Tanzanian lawyer and activist

Fatima Karume (born 15 June 1969) is a Tanzanian lawyer and activist who served as the president of Tanganyika Law Society (TLS) from 2018 to 2019. She was disbarred by the High Court of Tanzania in 2020 following a dispute.

== Early Life and family background ==
Fatma Karume was born in 1969 into the family of Karume, one of East Africa's most influential political dynasties. Her grandfather, Abeid Amani Karume, was a leader of the Zanzibar Revolution and served as the first President of Zanzibar from 1964 until his assassination in 1972. Her father, Amani Abeid Karume, also served as the President of Zanzibar for two terms from 2000 to 2010. She succeeded her predecessor, Tundu Lissu, who led the society from 2017 to 2018.
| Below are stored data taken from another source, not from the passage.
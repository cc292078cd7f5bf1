use std::collections::{BTreeMap, BTreeSet};
use std::sync::Arc;

use ::log::{debug, info, warn};
use tokio::sync::oneshot;

use super::context::NodeContext;
use super::endpoint::with_timeout;
use super::lock::StateGuard;
use super::node::Event;
use super::quorum::Quorum;
use super::sync::{self, ReplicaOutcome, Replication};
use super::timer::Timer;
use super::{
    LogEntry, LogError, PingRequest, PingResponse, PollRequest, PollResponse, RaftError,
    SubmitRequest, SubmitResponse, SyncRequest,
};

pub(crate) type SubmitReply = oneshot::Sender<Result<SubmitResponse, RaftError>>;

#[derive(Debug, Clone)]
struct Replica {
    next_index: u64,
    match_index: u64,
    commit_sent: u64,
    in_flight: bool,
}

impl Replica {
    fn new(next_index: u64) -> Self {
        Self {
            next_index,
            match_index: 0,
            commit_sent: 0,
            in_flight: false,
        }
    }

    fn is_behind(&self, last_index: u64, commit_index: u64) -> bool {
        self.match_index < last_index || self.commit_sent < commit_index
    }
}

/// A submitted command waiting for a replication quorum.
struct Pending {
    quorum: Quorum,
    reply: SubmitReply,
}

/// Leading role: heartbeats, replication and client submits.
#[derive(Default)]
pub struct Leader {
    heartbeat: Timer,
    replicas: BTreeMap<String, Replica>,
    pending: BTreeMap<u64, Pending>,
}

impl Leader {
    pub fn new() -> Self {
        Self::default()
    }

    pub async fn start_up(&mut self, ctx: &mut NodeContext) {
        let address = ctx.address().to_string();
        ctx.set_leader(Some(address));
        info!("{}: leading term {}", ctx.address(), ctx.current_term());

        let next_index = match ctx.log.last_index().await {
            Ok(last_index) => last_index + 1,
            Err(e) => {
                warn!("{}: cannot read log, replicating from the start: {}", ctx.address(), e);
                1
            }
        };
        self.replicas = ctx
            .members
            .iter()
            .map(|member| (member.clone(), Replica::new(next_index)))
            .collect();

        self.beat(ctx).await;
    }

    /// Fails every waiting submit; the entries stay in the log and may still
    /// be committed by a later leader.
    pub fn shut_down(&mut self) {
        self.heartbeat.cancel();
        for (_, mut pending) in std::mem::take(&mut self.pending) {
            pending.quorum.cancel();
            let _ = pending.reply.send(Err(RaftError::NotLeader));
        }
        self.replicas.clear();
    }

    pub fn configure(&mut self, members: &BTreeSet<String>) {
        self.replicas.retain(|member, _| members.contains(member));
        for member in members {
            self.replicas
                .entry(member.clone())
                .or_insert_with(|| Replica::new(1));
        }
    }

    /// Pings every member and pushes entries or commit progress to members
    /// that are behind.
    async fn beat(&mut self, ctx: &mut NodeContext) {
        let request = PingRequest {
            term: ctx.current_term(),
            leader: ctx.address().to_string(),
        };
        let timeout = ctx.config.rpc_timeout();
        for member in ctx.members.iter() {
            let endpoint = Arc::clone(&ctx.endpoint);
            let events = ctx.events.clone();
            let member = member.clone();
            let request = request.clone();
            tokio::spawn(async move {
                let result = with_timeout(timeout, endpoint.ping(&member, request)).await;
                let _ = events.send(Event::PingReply { member, result });
            });
        }

        match ctx.log.last_index().await {
            Ok(last_index) => {
                let behind: Vec<String> = self
                    .replicas
                    .iter()
                    .filter(|(_, r)| r.is_behind(last_index, ctx.commit_index()))
                    .map(|(m, _)| m.clone())
                    .collect();
                for member in behind {
                    self.replicate(ctx, &member);
                }
            }
            Err(e) => warn!("{}: cannot read log for heartbeat: {}", ctx.address(), e),
        }

        self.heartbeat
            .arm(ctx.config.heartbeat(), &ctx.events, Event::Timeout);
    }

    pub async fn on_timeout(&mut self, ctx: &mut NodeContext, token: u64) {
        if self.heartbeat.fired(token) {
            self.beat(ctx).await;
        }
    }

    fn replicate(&mut self, ctx: &NodeContext, member: &str) {
        let Some(replica) = self.replicas.get_mut(member) else {
            return;
        };
        if replica.in_flight {
            return;
        }
        replica.in_flight = true;

        let replication = Replication {
            member: member.to_string(),
            term: ctx.current_term(),
            leader: ctx.address().to_string(),
            commit_index: ctx.commit_index(),
            next_index: replica.next_index,
            rpc_timeout: ctx.config.rpc_timeout(),
        };
        let log = Arc::clone(&ctx.log);
        let endpoint = Arc::clone(&ctx.endpoint);
        let events = ctx.events.clone();
        tokio::spawn(async move {
            let term = replication.term;
            let member = replication.member.clone();
            let outcome = sync::replicate(log, endpoint, replication).await;
            let _ = events.send(Event::Replicated {
                term,
                member,
                outcome,
            });
        });
    }

    pub async fn on_replicated(
        &mut self,
        ctx: &mut NodeContext,
        term: u64,
        member: &str,
        outcome: ReplicaOutcome,
    ) {
        if term != ctx.current_term() {
            return;
        }
        let Some(replica) = self.replicas.get_mut(member) else {
            return;
        };
        replica.in_flight = false;

        match outcome {
            ReplicaOutcome::Matched {
                match_index,
                commit_index,
            } => {
                replica.match_index = replica.match_index.max(match_index);
                replica.next_index = replica.match_index + 1;
                replica.commit_sent = replica.commit_sent.max(commit_index);
                let acked = replica.match_index;

                let mut committed = 0;
                for (index, pending) in self.pending.range_mut(..=acked) {
                    if pending.quorum.succeed(member) == Some(true) {
                        committed = committed.max(*index);
                    }
                }
                if committed > 0 {
                    self.commit(ctx, committed).await;
                }

                if let Ok(last_index) = ctx.log.last_index().await {
                    let behind = self
                        .replicas
                        .get(member)
                        .is_some_and(|r| r.is_behind(last_index, ctx.commit_index()));
                    if behind {
                        self.replicate(ctx, member);
                    }
                }
            }
            ReplicaOutcome::Failed(e) => {
                debug!("{}: replication to {} failed: {}", ctx.address(), member, e);
                let matched = replica.match_index;
                let lost: Vec<u64> = self
                    .pending
                    .range_mut(matched + 1..)
                    .filter_map(|(index, pending)| {
                        (pending.quorum.fail(member) == Some(false)).then_some(*index)
                    })
                    .collect();
                for index in lost {
                    if let Some(pending) = self.pending.remove(&index) {
                        warn!("{}: entry {} cannot reach a quorum", ctx.address(), index);
                        let _ = pending.reply.send(Err(RaftError::QuorumUnreachable));
                    }
                }
            }
            // Stepping down is decided by the node before this is reached.
            ReplicaOutcome::HigherTerm(_) => {}
        }
    }

    /// Commits through `index`, applies, and answers the submits now decided.
    async fn commit(&mut self, ctx: &mut NodeContext, index: u64) {
        let applied = match ctx.commit_to(index).await {
            Ok(applied) => applied,
            Err(e) => {
                warn!("{}: cannot apply committed entries: {}", ctx.address(), e);
                return;
            }
        };
        info!("{}: committed through index {}", ctx.address(), ctx.commit_index());

        for (index, result) in applied {
            if let Some(mut pending) = self.pending.remove(&index) {
                pending.quorum.cancel();
                let _ = pending
                    .reply
                    .send(result.map(|result| SubmitResponse { index, result }));
            }
        }

        // Push the new commit index out without waiting for the next beat.
        let members: Vec<String> = self.replicas.keys().cloned().collect();
        for member in members {
            self.replicate(ctx, &member);
        }
    }

    /// Queues the command on the state lock. The guard comes back to the node
    /// as [`Event::SubmitLocked`] so leadership is checked again before the
    /// log is touched.
    pub fn submit(&mut self, ctx: &NodeContext, request: SubmitRequest, reply: SubmitReply) {
        let term = ctx.current_term();
        let lock = ctx.lock.clone();
        let events = ctx.events.clone();
        tokio::spawn(async move {
            let guard = lock.acquire().await;
            let _ = events.send(Event::SubmitLocked {
                term,
                request,
                guard,
                reply,
            });
        });
    }

    /// Appends under the guard if we still lead the term the command was
    /// submitted in; replication starts once [`Event::Appended`] arrives.
    pub fn on_submit_locked(
        &mut self,
        ctx: &NodeContext,
        term: u64,
        request: SubmitRequest,
        guard: StateGuard,
        reply: SubmitReply,
    ) {
        if term != ctx.current_term() {
            drop(guard);
            let _ = reply.send(Err(RaftError::NotLeader));
            return;
        }

        let entry = LogEntry::new(term, request.command);
        let log = Arc::clone(&ctx.log);
        let events = ctx.events.clone();
        tokio::spawn(async move {
            let result = log.append(entry).await;
            drop(guard);
            let _ = events.send(Event::Appended {
                term,
                result,
                reply,
            });
        });
    }

    pub async fn on_appended(
        &mut self,
        ctx: &mut NodeContext,
        term: u64,
        result: Result<u64, LogError>,
        reply: SubmitReply,
    ) {
        if term != ctx.current_term() {
            let _ = reply.send(Err(RaftError::NotLeader));
            return;
        }
        let index = match result {
            Ok(index) => index,
            Err(e) => {
                warn!("{}: failed to append submitted command: {}", ctx.address(), e);
                let _ = reply.send(Err(RaftError::Log(e)));
                return;
            }
        };
        debug!("{}: appended entry {} in term {}", ctx.address(), index, term);

        let mut quorum = Quorum::new(ctx.members.iter().cloned());
        let mut contact = Vec::new();
        let outcome = quorum.start(|member| contact.push(member.to_string()));
        self.pending.insert(index, Pending { quorum, reply });

        match outcome {
            Some(true) => self.commit(ctx, index).await,
            _ => {
                for member in contact {
                    self.replicate(ctx, &member);
                }
            }
        }
    }

    pub fn ping(&mut self, ctx: &mut NodeContext, _request: &PingRequest) -> PingResponse {
        PingResponse {
            term: ctx.current_term(),
        }
    }

    pub fn poll(&mut self, ctx: &mut NodeContext, _request: &PollRequest) -> PollResponse {
        PollResponse {
            term: ctx.current_term(),
            vote_granted: false,
        }
    }

    /// A sync at our own term or lower cannot come from a legitimate leader.
    pub fn admit_sync(&mut self, ctx: &mut NodeContext, request: &SyncRequest) -> bool {
        debug!(
            "{}: rejecting sync from {} at term {}",
            ctx.address(),
            request.leader,
            request.term
        );
        false
    }
}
In 2020 she was disbarred as a lawyer by the High Court of Tanzania. This followed a letter that she wrote which was alleged to have disrespected the Attorney General. The year long dispute was criticised for its lack of due procedure by Lawyers for Lawyers. A letter of support by the Tanzania Human Rights Defenders Coalition was echoed by African Defenders questioned the disbarment being permanent.

She was allowed to again practice law in Tanzania in 2025 but the decision was challenged by the government.